Nachruf auf einen Norddeutschen: Schmidt aus Langenhorn

Helmut Schmidts Popularität ist nicht ohne seine Zeit vor der Kanzlerschaft denkbar. Er war ein Politiker, der in Hamburg aufstieg.

Helmut Schmidt

5. September 1977: Der Bundeskanzler Helmut Schmidt nimmt in einer Fernseherklärung Stellung zur Entführung des Arbeitgeberpräsidenten Hanns Martin Schleyer. Foto: dpa

Kurz nach der Ablösung durch Helmut Kohl 1982 wurde bekannt, dass Helmut Schmidt Herausgeber der Wochenzeitung Die Zeit werden würde. Ein Posten im Schatten der Gräfin Dönhoff – also ein Direktorat auf Grüßaugustniveau. In Wahrheit ist Helmut Schmidt als Performer – und Autor – mit dieser Tätigkeit populärer denn je geworden. Vielleicht mag eine Szene aus einer TV-Fragesendung mit Sandra Maischberger dies illustrieren.

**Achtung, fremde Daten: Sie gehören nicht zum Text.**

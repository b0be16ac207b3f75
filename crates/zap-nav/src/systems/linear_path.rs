// systems/linear_path.rs
//
// Walks a mover through a fixed, ordered list of waypoints at constant speed.
// No graph, no planning: the simplest patrol.
//
// Usage:
//   let mut patrol = LinearPathController::new(waypoints, 3.0)?.looping();
//   patrol.update(dt, &mut body);

use glam::{Quat, Vec3};
use crate::api::error::NavError;
use crate::api::traits::Movable;
use crate::api::types::NavEvent;
use crate::core::waypoint::Waypoint;
use crate::interp::{step_toward, within_tolerance};

/// Default arrival tolerance on the ground plane.
const ARRIVAL_TOLERANCE: f32 = 0.1;

#[derive(Debug, Clone)]
pub struct LinearPathController {
    waypoints: Vec<Waypoint>,
    speed: f32,
    tolerance: f32,
    looping: bool,
    index: usize,
    finished: bool,
    events: Vec<NavEvent>,
}

impl LinearPathController {
    pub fn new(waypoints: Vec<Waypoint>, speed: f32) -> Result<Self, NavError> {
        if waypoints.is_empty() {
            return Err(NavError::EmptyPath);
        }
        Ok(Self {
            waypoints,
            speed,
            tolerance: ARRIVAL_TOLERANCE,
            looping: false,
            index: 0,
            finished: false,
            events: Vec::new(),
        })
    }

    /// Start over from the first waypoint after the last one.
    pub fn looping(mut self) -> Self {
        self.looping = true;
        self
    }

    pub fn with_tolerance(mut self, tolerance: f32) -> Self {
        self.tolerance = tolerance;
        self
    }

    pub fn waypoints(&self) -> &[Waypoint] {
        &self.waypoints
    }

    pub fn index(&self) -> usize {
        self.index
    }

    pub fn is_finished(&self) -> bool {
        self.finished
    }

    pub fn drain_events(&mut self) -> impl Iterator<Item = NavEvent> + '_ {
        self.events.drain(..)
    }

    /// Move toward the current waypoint, advancing at most one waypoint per call.
    pub fn update(&mut self, dt: f32, mover: &mut dyn Movable) {
        if self.finished {
            return;
        }

        let target = self.waypoints[self.index];
        if within_tolerance(mover.position(), target.position, self.tolerance) {
            self.events.push(NavEvent::WaypointReached { waypoint: target.id });
            self.index += 1;
            if self.index == self.waypoints.len() {
                if self.looping {
                    self.index = 0;
                    self.events.push(NavEvent::Looped);
                } else {
                    self.finished = true;
                    self.events.push(NavEvent::Stopped);
                    mover.set_velocity(Vec3::ZERO);
                    return;
                }
            }
        }

        let target = self.waypoints[self.index];
        let step = step_toward(mover.position(), target.position, self.speed, dt);
        mover.set_position(step.position);
        mover.set_velocity(step.velocity);
        if let Some(heading) = step.heading {
            mover.set_orientation(Quat::from_rotation_z(heading));
        }
    }
}

#[cfg(test)]
mod tests {
    use super::*;
    use crate::api::types::{AgentId, WaypointId};
    use crate::components::body::Body;

    fn corners() -> Vec<Waypoint> {
        [Vec3::ZERO, Vec3::new(1.0, 0.0, 0.0), Vec3::new(1.0, 1.0, 0.0)]
            .into_iter()
            .enumerate()
            .map(|(i, p)| Waypoint::new(WaypointId(i as u32), p))
            .collect()
    }

    #[test]
    fn visits_every_waypoint_and_stops() {
        let mut body = Body::new(AgentId(1));
        let mut patrol = LinearPathController::new(corners(), 1.0).unwrap();

        for _ in 0..40 {
            patrol.update(0.1, &mut body);
        }

        assert!(patrol.is_finished());
        assert!(body.position.distance(Vec3::new(1.0, 1.0, 0.0)) < 0.15);
        assert_eq!(body.velocity, Vec3::ZERO);
        let reached = patrol
            .drain_events()
            .filter(|e| matches!(e, NavEvent::WaypointReached { .. }))
            .count();
        assert_eq!(reached, 3);
    }

    #[test]
    fn looping_restarts() {
        let mut body = Body::new(AgentId(1));
        let mut patrol = LinearPathController::new(corners(), 1.0).unwrap().looping();

        for _ in 0..40 {
            patrol.update(0.1, &mut body);
        }

        assert!(!patrol.is_finished());
        assert!(patrol.drain_events().any(|e| e == NavEvent::Looped));
    }

    #[test]
    fn empty_path_is_rejected() {
        assert_eq!(LinearPathController::new(Vec::new(), 1.0).unwrap_err(), NavError::EmptyPath);
    }
}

Gefragt, ob er den Preis einer Schachtel Zigaretten nach einer drohenden Tabaksteuererhöhung schon wisse, guckte er sie nicht antwortend an, drehte vielmehr seinen Kopf weg und raunte, maliziös und mit dieser gewissen hanseatischen Hochnäsigkeit, die immer freundlich bleibt: „Ich weiß es nicht.“ Schnaufte, an der Kippe ziehend und fügte an: „Aber ich werde es mir leisten können.“ Ach, das war zum Weinen herablassend – ganz großes Kino!

Wie auch immer man dies im Rest der Republik empfang – Hamburger und Hamburgerinnen mochten genau diese Art sehr. Cool, wie man heute sagen würde, bleibend, um dem Gesinde des Mediengewerbes nicht allzu servil zu begegnen, womöglich sich, im Falle Schmidts, als milden Greis zu präsentieren. Nein, das war dieser ehemalige Kanzler niemals, und eventuell ist das das feinste Kompliment, das man ihm, den Jüngere ja gar nicht aus seinen testosterongesteuerten Hochzeiten kennen können, man kann.

Lebensretter auf dem kurzen Dienstweg

Helmut Schmidts Aufstieg zu einem durchsetzungsfähigen Politiker begann in einem gewissen Jahr. Es war 1962, Schmidt war Innensenator der Freien und Hansestadt Hamburg, als im Februar alle Wettervoraussicht bei den Behörden im Sinne aller Dienste nach Vorschrift weitgehend ignoriert wurde.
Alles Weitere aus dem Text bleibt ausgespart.